Are there any other parameters that can be changed to improve performance in the application of archives?

2017-11-09 2:43 GMT-02:00 Shreeyansh Dba <shreeyansh2014@xxxxxxxxx>:
On Wed, Nov 8, 2017 at 9:34 PM, Marcelo Kruger <marcelo.kruger@xxxxxxxxxxxxx> wrote:
Hi Shreeyansh,
Thank you for your help.

The lag is not occurring in the recording of the archive in production, nor in sending to StandBy. The lag is occurring in the archive application in StandBy. And this slowness increases with running queries in the StandBy database.

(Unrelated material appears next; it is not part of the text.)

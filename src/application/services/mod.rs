//! Application services

pub mod tree_file;

pub use tree_file::TreeFileService;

The process of recovering is consuming little CPU, and little I / O.

postgres: startup process   recovering 0000000100001B4300000006  

This parameter log_min_duration_statement should be changed on the StandBy server?

The parameter should be changed On both master as well as slave as this 
result towards heavy load on the server causing slower execution of the 
queries due to higher resource consumption.

This parameter normally 
set capturing bottleneck queries by setting the higher values to 
minimize the write activities and load on the servers.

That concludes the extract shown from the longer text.